The author of the library, suggests there (among others) the following solution:

  1. Beam search with global objective. This is the standard solution: use a global objective, so that the parser model is trained to prefer parses that are better overall. Keep N different candidates, and output the best one. This can be used to support confidence by looking at the alternate analyses in the beam. If an entity occurs in every analysis, the NER is more confident it's correct.

Code:

import spacy
import sys
from collections import defaultdict

nlp = spacy.load('en')
text = u'Will Japan join the European Union? If yes, we should \ 
move to United States. Fasten your belts, America we are coming'


with nlp.disable_pipes('ner'):
    doc = nlp(text)

threshold = 0.2
(beams, somethingelse) = nlp.entity.beam_parse([ doc ], beam_width = 16, beam_density = 0.0001)

entity_scores = defaultdict(float)
for beam in beams:
    for score, ents in nlp.entity.moves.get_beam_parses(beam):
        for start, end, label in ents:
            entity_scores[(start, end, label)] += score

print ('Entities and scores (detected with beam search)')
for key in entity_scores:
    start, end, label = key
    score = entity_scores[key]
    if ( score > threshold):
        print ('Label: {}, Text: {}, Score: {}'.format(label, doc[start:end], score))

Sample output:

Entities and scores (detected with beam search)

Label: GPE, Text: Japan, Score: 0.9999999999999997

Label: GPE, Text: America, Score: 0.9991664575947963

Important note: The outputs you will get here are probably different from the outputs you would get using the Standard NER and not the beam search alternative. However, the beam search alternative provides you a metric of confidence that as I understand from your question is useful for your case.

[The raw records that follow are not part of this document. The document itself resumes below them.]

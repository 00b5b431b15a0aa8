use super::*;
use crate::MatchArms;
use pretty_assertions::assert_eq;
use sumi_types::{register, TypeTag};

// The registry is process-wide: every test registers its own type names.

fn abc(name: &str) -> EnumTypeHandle {
    register(
        name,
        [
            VariantDescriptor::unit("A"),
            VariantDescriptor::unit("B"),
            VariantDescriptor::unit("C"),
        ],
    )
    .expect("should register")
}

fn shapes(arms: &MatchArms<'_, ()>) -> Vec<ArmShape> {
    arms.shapes()
}

fn unit_arm(name: &str) -> ArmShape {
    ArmShape {
        pattern: ArmPattern::Variant(name.into()),
        binders: BinderSpec::Ignore,
    }
}

fn wildcard() -> ArmShape {
    ArmShape {
        pattern: ArmPattern::Wildcard,
        binders: BinderSpec::Ignore,
    }
}

fn shaped(name: &str) -> EnumTypeHandle {
    register(
        name,
        [
            VariantDescriptor::unit("Quit"),
            VariantDescriptor::named("Move", [("x", TypeTag::Int), ("y", TypeTag::Int)]),
            VariantDescriptor::positional("Write", [TypeTag::Text]),
            VariantDescriptor::positional("ChangeColor", [TypeTag::Int; 3]),
        ],
    )
    .expect("should register")
}

fn binder_issue(ty: EnumTypeHandle, arm: ArmShape) -> BinderIssue {
    let mut arms = vec![arm];
    arms.push(wildcard());
    match compile(ty, &arms) {
        Err(MatchError::BinderMismatch { issue, .. }) => issue,
        other => panic!("expected BinderMismatch, got {other:?}"),
    }
}

// Coverage

#[test]
fn missing_variant_is_reported() {
    let ty = abc("PlanTestMissing");
    let err = compile(ty, &[unit_arm("A"), unit_arm("B")]).expect_err("C is uncovered");
    assert_eq!(
        err,
        MatchError::NonExhaustiveMatch {
            type_name: "PlanTestMissing".to_string(),
            missing: vec!["C".to_string()],
        }
    );
}

#[test]
fn missing_variants_are_reported_in_declaration_order() {
    let ty = abc("PlanTestMissingOrder");
    let err = compile(ty, &[unit_arm("B")]).expect_err("A and C are uncovered");
    assert_eq!(
        err.to_string(),
        "non-exhaustive match on `PlanTestMissingOrder`: missing A, C"
    );
}

#[test]
fn full_coverage_compiles_to_a_dense_table() {
    let ty = abc("PlanTestFull");
    let plan = compile(ty, &[unit_arm("C"), unit_arm("A"), unit_arm("B")]).expect("exhaustive");

    assert_eq!(plan.arm_count(), 3);
    assert_eq!(plan.arm_for_tag(0), Some(1));
    assert_eq!(plan.arm_for_tag(1), Some(2));
    assert_eq!(plan.arm_for_tag(2), Some(0));
    assert_eq!(plan.arm_for_tag(3), None);
    assert_eq!(plan.type_id(), ty.id());
}

#[test]
fn wildcard_covers_the_rest() {
    let ty = abc("PlanTestWildcard");
    let plan = compile(ty, &[unit_arm("A"), wildcard()]).expect("wildcard covers B and C");

    assert_eq!(plan.arm_for_tag(0), Some(0));
    assert_eq!(plan.arm_for_tag(1), Some(1));
    assert_eq!(plan.arm_for_tag(2), Some(1));
}

#[test]
fn lone_wildcard_is_exhaustive() {
    let ty = abc("PlanTestLoneWildcard");
    let plan = compile(ty, &[wildcard()]).expect("wildcard alone is exhaustive");
    assert!((0..3).all(|tag| plan.arm_for_tag(tag) == Some(0)));
}

#[test]
fn empty_arm_list_reports_every_variant() {
    let ty = abc("PlanTestEmpty");
    assert!(matches!(
        compile(ty, &[]),
        Err(MatchError::NonExhaustiveMatch { missing, .. }) if missing == ["A", "B", "C"]
    ));
}

// Duplicate and dead arms

#[test]
fn duplicate_arm_is_rejected() {
    let ty = abc("PlanTestDuplicate");
    let err = compile(
        ty,
        &[unit_arm("A"), unit_arm("A"), unit_arm("B"), unit_arm("C")],
    )
    .expect_err("A is listed twice");
    assert_eq!(
        err,
        MatchError::DuplicateArm {
            type_name: "PlanTestDuplicate".to_string(),
            variant: "A".to_string(),
            first: 0,
            second: 1,
        }
    );
}

#[test]
fn arm_after_wildcard_is_unreachable() {
    let ty = abc("PlanTestUnreachable");
    let err = compile(ty, &[unit_arm("A"), wildcard(), unit_arm("C")])
        .expect_err("C after wildcard is dead");
    assert_eq!(
        err,
        MatchError::UnreachableArmAfterWildcard {
            type_name: "PlanTestUnreachable".to_string(),
            arm_index: 2,
            wildcard_index: 1,
        }
    );

    // A second wildcard is just as dead.
    assert!(matches!(
        compile(ty, &[wildcard(), wildcard()]),
        Err(MatchError::UnreachableArmAfterWildcard { arm_index: 1, .. })
    ));
}

#[test]
fn unknown_arm_variant_is_rejected() {
    let ty = abc("PlanTestUnknown");
    let err = compile(ty, &[unit_arm("A"), unit_arm("D"), wildcard()]).expect_err("no D");
    assert_eq!(
        err,
        MatchError::UnknownArmVariant {
            type_name: "PlanTestUnknown".to_string(),
            variant: "D".to_string(),
            arm_index: 1,
        }
    );
}

#[test]
fn validation_ignores_bodies() {
    let ty = abc("PlanTestBodies");
    let arms: MatchArms<'_, ()> = MatchArms::new()
        .on("A", BinderSpec::Ignore, |_| ())
        .otherwise(BinderSpec::Ignore, |_| ());
    assert_eq!(shapes(&arms), vec![unit_arm("A"), wildcard()]);
    assert!(compile(ty, &shapes(&arms)).is_ok());
}

// Binders

#[test]
fn positional_binders_must_match_arity() {
    let ty = shaped("PlanTestPositionalArity");
    let arm = ArmShape {
        pattern: ArmPattern::Variant("ChangeColor".into()),
        binders: BinderSpec::positional(["r", "g"]),
    };
    assert_eq!(
        binder_issue(ty, arm),
        BinderIssue::PositionalArity {
            expected: 3,
            found: 2
        }
    );
}

#[test]
fn binders_must_match_the_payload_kind() {
    let ty = shaped("PlanTestBinderKind");

    let positional_on_named = ArmShape {
        pattern: ArmPattern::Variant("Move".into()),
        binders: BinderSpec::positional(["x", "y"]),
    };
    assert_eq!(
        binder_issue(ty, positional_on_named),
        BinderIssue::PositionalOnNonPositional { shape: "named" }
    );

    let named_on_positional = ArmShape {
        pattern: ArmPattern::Variant("Write".into()),
        binders: BinderSpec::fields(["text"]),
    };
    assert_eq!(
        binder_issue(ty, named_on_positional),
        BinderIssue::NamedOnNonNamed {
            shape: "positional"
        }
    );

    let positional_on_unit = ArmShape {
        pattern: ArmPattern::Variant("Quit".into()),
        binders: BinderSpec::positional(["q"]),
    };
    assert_eq!(
        binder_issue(ty, positional_on_unit),
        BinderIssue::PositionalOnNonPositional { shape: "unit" }
    );
}

#[test]
fn named_binders_must_name_every_field_once() {
    let ty = shaped("PlanTestNamedFields");
    let arm = |binders| ArmShape {
        pattern: ArmPattern::Variant("Move".into()),
        binders,
    };

    assert_eq!(
        binder_issue(ty, arm(BinderSpec::fields(["x"]))),
        BinderIssue::MissingField("y".to_string())
    );
    assert_eq!(
        binder_issue(ty, arm(BinderSpec::fields(["x", "y", "z"]))),
        BinderIssue::UnknownField("z".to_string())
    );
    assert_eq!(
        binder_issue(ty, arm(BinderSpec::named([("x", "a"), ("x", "b"), ("y", "c")]))),
        BinderIssue::DuplicateField("x".to_string())
    );
    // `_` ignores a field but still counts as naming it.
    assert!(compile(
        ty,
        &[arm(BinderSpec::named([("x", "x"), ("y", "_")])), wildcard()]
    )
    .is_ok());
}

#[test]
fn binding_names_must_be_distinct() {
    let ty = shaped("PlanTestDistinct");
    let arm = ArmShape {
        pattern: ArmPattern::Variant("ChangeColor".into()),
        binders: BinderSpec::positional(["c", "_", "c"]),
    };
    assert_eq!(
        binder_issue(ty, arm),
        BinderIssue::DuplicateBinding("c".to_string())
    );

    let placeholders = ArmShape {
        pattern: ArmPattern::Variant("ChangeColor".into()),
        binders: BinderSpec::positional(["_", "_", "b"]),
    };
    assert!(compile(ty, &[placeholders, wildcard()]).is_ok());
}

#[test]
fn wildcard_cannot_destructure() {
    let ty = shaped("PlanTestWildcardBinders");
    let err = compile(
        ty,
        &[ArmShape {
            pattern: ArmPattern::Wildcard,
            binders: BinderSpec::positional(["a"]),
        }],
    )
    .expect_err("wildcard spans differently shaped variants");
    assert_eq!(
        err,
        MatchError::BinderMismatch {
            type_name: "PlanTestWildcardBinders".to_string(),
            variant: "_".to_string(),
            issue: BinderIssue::WildcardFields,
        }
    );

    let whole = ArmShape {
        pattern: ArmPattern::Wildcard,
        binders: BinderSpec::whole("msg"),
    };
    assert!(compile(ty, &[whole]).is_ok());
}

#[test]
fn binder_errors_surface_before_coverage_errors() {
    // Binder problems are found while walking arms; coverage is checked last.
    let ty = shaped("PlanTestErrorOrder");
    let err = compile(
        ty,
        &[ArmShape {
            pattern: ArmPattern::Variant("Write".into()),
            binders: BinderSpec::positional(["a", "b"]),
        }],
    )
    .expect_err("bad binders");
    assert!(matches!(err, MatchError::BinderMismatch { .. }));
}

#[test]
fn shape_display() {
    assert_eq!(unit_arm("Quit").to_string(), "Quit(..)");
    assert_eq!(wildcard().to_string(), "_");
    let whole = ArmShape {
        pattern: ArmPattern::Wildcard,
        binders: BinderSpec::whole("m"),
    };
    assert_eq!(whole.to_string(), "m @ _");
    let named = ArmShape {
        pattern: ArmPattern::Variant("Move".into()),
        binders: BinderSpec::named([("x", "x"), ("y", "py")]),
    };
    assert_eq!(named.to_string(), "Move { x, y: py }");
    let positional = ArmShape {
        pattern: ArmPattern::Variant("V4".into()),
        binders: BinderSpec::positional(["a", "b", "c", "d"]),
    };
    assert_eq!(positional.to_string(), "V4(a, b, c, d)");
}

Outputs with Standard NER for this example:

Label: GPE, Text: Japan

Label: ORG, Text: the European Union

Label: GPE, Text: United States

Label: GPE, Text: America

MBT
  • 21,733
  • 19
  • 84
  • 102
gdaras
  • 9,401
  • 2
  • 23
  • 39
  • 1
    Brilliant, this will absolutely come in handy. Thanks very much! – Mede Oct 09 '18 at 06:14
  • 1
    I tested your code and everything works fine. However, there is one odd detail. I get 0.99 score for one entity, that does not show in the doc.ents. Any idea why this is happening? – Miguel Jan 03 '19 at 17:34
  • 2
    Did not directly work for me: I had to change `(beams, somethingelse) = ..` to `beams = ..` – MBT Mar 27 '20 at 14:07
  • 2
    For anyone finding this now: please note this does not work in v3. We are working on adding a span categorizer that lets you get NER confidence in a less hacky way. https://github.com/explosion/spaCy/pull/6747 – polm23 May 07 '21 at 07:31
  • @polm23 I guess you merged the new way of getting confidence. Could you please post another answer? – Mutlu Simsek Aug 04 '21 at 13:51
  • I forgot about this for a while but it came up on the SO sidebar, so I added an answer. – polm23 Jul 25 '22 at 05:58
2

As of spaCy v3 the recommended way to do this is to use the spancat component, described in this blog post. While the main motivation for the spancat architecture is to allow more flexible structures, such as overlapping or nested annotations, it also has a more conventional scoring mechanism that makes it easy to provide confidence values. You can read about how to interpret the confidence values here (note they don't add to 1).

If you have NER training data, it's simple to modify it to use for training a spancat component.

polm23
  • 14,456
  • 7
  • 35
  • 59